Newly appointed Transport Minister Derek Mackay said:
"Scotland’s railways are offering an ever more attractive travel option and, alongside the Scottish Government’s £5billion package of investment over the next four years. This will help us see a continuation of the shift from road to rail which has resulted in 86 million passengers travelling on ScotRail services in the past year alone.
“The work being done between the Scottish Government and First ScotRail to bear down on fares will draw even more people out their cars and onto trains. We have already negotiated a cap on peak fares in 2014 and 2015 to ensure they do not rise beyond inflation levels; this is lower than fares increases across the border. In addition, off-peak fares are being frozen at 2013 levels for as long as inflation stays below 3.5%.
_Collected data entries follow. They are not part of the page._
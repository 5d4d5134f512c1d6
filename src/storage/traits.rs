//! Storage traits and error types
//!
//! This module defines the interface the harvester needs from a storage
//! backend, and how records map onto table rows.

use crate::records::{Course, Program};
use crate::state::HarvestSnapshot;
use crate::storage::{LoadSummary, NewRun, RunRecord};
use crate::LoadResult;
use rusqlite::types::Value;
use thiserror::Error;

/// Errors raised by read-side storage operations
#[derive(Debug, Error)]
pub enum StorageError {
    #[error("Unknown table: {0}")]
    UnknownTable(String),

    #[error("Invalid table name: {0}")]
    InvalidTable(String),

    #[error("SQLite error: {0}")]
    Sqlite(#[from] rusqlite::Error),
}

/// Result type for storage operations
pub type StorageResult<T> = Result<T, StorageError>;

/// A record that can be inserted as one table row
pub trait TableRow {
    /// Column names, in the order `values` returns them
    const COLUMNS: &'static [&'static str];

    /// Business key, reported when the insert conflicts
    fn key(&self) -> &str;

    /// Column values for the insert statement
    fn values(&self) -> Vec<Value>;
}

impl TableRow for Course {
    const COLUMNS: &'static [&'static str] =
        &["code", "name", "faculty", "description", "prerequisites"];

    fn key(&self) -> &str {
        self.code.as_str()
    }

    fn values(&self) -> Vec<Value> {
        let prerequisites = if self.prerequisites.is_empty() {
            Value::Null
        } else {
            Value::Text(
                self.prerequisites
                    .iter()
                    .map(|code| code.as_str())
                    .collect::<Vec<_>>()
                    .join(","),
            )
        };

        vec![
            Value::Text(self.code.to_string()),
            Value::Text(self.name.clone()),
            optional_text(&self.faculty),
            optional_text(&self.description),
            prerequisites,
        ]
    }
}

impl TableRow for Program {
    const COLUMNS: &'static [&'static str] = &["code", "name", "kind", "faculty"];

    fn key(&self) -> &str {
        &self.code
    }

    fn values(&self) -> Vec<Value> {
        vec![
            Value::Text(self.code.clone()),
            Value::Text(self.name.clone()),
            Value::Text(self.kind.to_db_string().to_string()),
            optional_text(&self.faculty),
        ]
    }
}

fn optional_text(value: &Option<String>) -> Value {
    match value {
        Some(text) => Value::Text(text.clone()),
        None => Value::Null,
    }
}

/// Trait for storage backend implementations
pub trait Storage {
    // ===== Loading =====

    /// Inserts every course in one transaction
    ///
    /// Returns the number of rows inserted. On any failure nothing is
    /// committed.
    fn load_courses(&mut self, courses: &[Course]) -> LoadResult<usize>;

    /// Inserts every program in one transaction
    fn load_programs(&mut self, programs: &[Program]) -> LoadResult<usize>;

    /// Inserts courses, programs and the run ledger row in one transaction
    fn load_harvest(
        &mut self,
        snapshot: &HarvestSnapshot,
        run: &NewRun,
    ) -> LoadResult<LoadSummary>;

    // ===== Statistics =====

    /// Counts rows in the course table
    fn count_courses(&self) -> StorageResult<u64>;

    /// Counts rows in the program table
    fn count_programs(&self) -> StorageResult<u64>;

    /// Gets the most recent run ledger entry
    fn get_latest_run(&self) -> StorageResult<Option<RunRecord>>;
}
“The next ScotRail franchise will bear down even further on rail costs for passengers, ensuring fares remain below inflation. It will also see regulated off-peak fares restricted to 1% below inflation from 2016. This will offer real benefits to passengers across the Scottish rail network by spreading demand throughout the day which, in turn, will increase efficiency.”
The 2.5% inflationary rise will apply only to peak time fares. For example:
- a Glasgow-Edinburgh anytime return ticket will rise by 60p, from £22.50 to £23.10
- a Glasgow-Stirling anytime return ticket will rise by 30p, from £12.60 to £12.90.
Regulated fares in England (peak and off peak) will increase by 2.5% based on RPI (Retail Price Index). This compares with an average increase of 1.9% in Scotland based on the 2.5% increase on peak fares and 0% on off peak fares.
No decision has yet been made on January 2015 rail fare prices in Wales.